* Problem
Reproduce every record precisely, leaving no line out.

[Records drawn from a dataset]
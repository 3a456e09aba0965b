//! Story analysis against a scripted oracle.

mod test_utils;

use fresco_engine::StoryAnalyzer;
use test_utils::MockOracle;

#[tokio::test]
async fn scene_ids_are_global_and_ordered_by_offset() {
    // The oracle returns scenes out of order with arbitrary ids.
    let oracle = MockOracle::new(vec![
        r#"[
          {"id": 9, "start_index": 40, "end_index": 80, "location_name": "Harbor",
           "original_text_segment": "second part"},
          {"id": 2, "start_index": 0, "end_index": 39, "location_name": "Kitchen",
           "original_text_segment": "first part"}
        ]"#,
    ]);
    let analyzer = StoryAnalyzer::new(&oracle);

    let scenes = analyzer.extract_scenes("first part second part").await;

    assert_eq!(scenes.len(), 2);
    assert_eq!(scenes[0].id, 1);
    assert_eq!(scenes[0].location_name, "Kitchen");
    assert_eq!(scenes[1].id, 2);
    assert_eq!(scenes[1].location_name, "Harbor");
}

#[tokio::test]
async fn unparsable_chunk_yields_no_scenes() {
    let oracle = MockOracle::new(vec!["I could not find any scenes, sorry."]);
    let analyzer = StoryAnalyzer::new(&oracle);

    let scenes = analyzer.extract_scenes("some text").await;

    assert!(scenes.is_empty());
}

#[tokio::test]
async fn style_is_trimmed_model_output() {
    let oracle = MockOracle::new(vec!["  Ink wash style, muted grays.  \n"]);
    let analyzer = StoryAnalyzer::new(&oracle);

    let style = analyzer
        .extract_style("Rain fell on the rooftops.", "")
        .await
        .expect("style");

    assert_eq!(style, "Ink wash style, muted grays.");
}

#[tokio::test]
async fn entity_extraction_degrades_to_empty() {
    let oracle = MockOracle::new(vec!["no json here", "also no json"]);
    let analyzer = StoryAnalyzer::new(&oracle);

    assert!(analyzer.extract_characters("text").await.is_empty());
    assert!(analyzer.extract_locations("text").await.is_empty());
}
//! Core data types for the Fresco illustration pipeline.
//!
//! This crate provides the foundation data types shared across the Fresco
//! workspace: the entity model (characters and locations with stable ids),
//! scenes, highlights, the persisted catalog, and manifest records.

#![forbid(unsafe_code)]
#![warn(missing_docs)]

mod catalog;
mod entity;
mod highlight;
mod manifest;
mod scene;

pub use catalog::Catalog;
pub use entity::{Character, Location};
pub use highlight::Highlight;
pub use manifest::{CharacterRef, LocationRef, SceneRecord};
pub use scene::Scene;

* Exercise response
repository 3a456e09aba0965b
//! Story analysis against a scripted oracle.

mod test_utils;

use fresco_engine::StoryAnalyzer;
use test_utils::MockOracle;

#[tokio::test]
async fn scene_ids_are_global_and_ordered_by_offset() {
    // The oracle returns scenes out of order with arbitrary ids.
    let oracle = MockOracle::new(vec![
        r#"[
          {"id": 9, "start_index": 40, "end_index": 80, "location_name": "Harbor",
           "original_text_segment": "second part"},
          {"id": 2, "start_index": 0, "end_index": 39, "location_name": "Kitchen",
           "original_text_segment": "first part"}
        ]"#,
    ]);
    let analyzer = StoryAnalyzer::new(&oracle);

    let scenes = analyzer.extract_scenes("first part second part").await;

    assert_eq!(scenes.len(), 2);
    assert_eq!(scenes[0].id, 1);
    assert_eq!(scenes[0].location_name, "Kitchen");
    assert_eq!(scenes[1].id, 2);
    assert_eq!(scenes[1].location_name, "Harbor");
}

#[tokio::test]
async fn unparsable_chunk_yields_no_scenes() {
    let oracle = MockOracle::new(vec!["I could not find any scenes, sorry."]);
    let analyzer = StoryAnalyzer::new(&oracle);

    let scenes = analyzer.extract_scenes("some text").await;

    assert!(scenes.is_empty());
}

#[tokio::test]
async fn style_is_trimmed_model_output() {
    let oracle = MockOracle::new(vec!["  Ink wash style, muted grays.  \n"]);
    let analyzer = StoryAnalyzer::new(&oracle);

    let style = analyzer
        .extract_style("Rain fell on the rooftops.", "")
        .await
        .expect("style");

    assert_eq!(style, "Ink wash style, muted grays.");
}

#[tokio::test]
async fn entity_extraction_degrades_to_empty() {
    let oracle = MockOracle::new(vec!["no json here", "also no json"]);
    let analyzer = StoryAnalyzer::new(&oracle);

    assert!(analyzer.extract_characters("text").await.is_empty());
    assert!(analyzer.extract_locations("text").await.is_empty());
}
//! Core data types for the Fresco illustration pipeline.
//!
//! This crate provides the foundation data types shared across the Fresco
//! workspace: the entity model (characters and locations with stable ids),
//! scenes, highlights, the persisted catalog, and manifest records.

#![forbid(unsafe_code)]
#![warn(missing_docs)]

mod catalog;
mod entity;
mod highlight;
mod manifest;
mod scene;

pub use catalog::Catalog;
pub use entity::{Character, Location};
pub use highlight::Highlight;
pub use manifest::{CharacterRef, LocationRef, SceneRecord};
pub use scene::Scene;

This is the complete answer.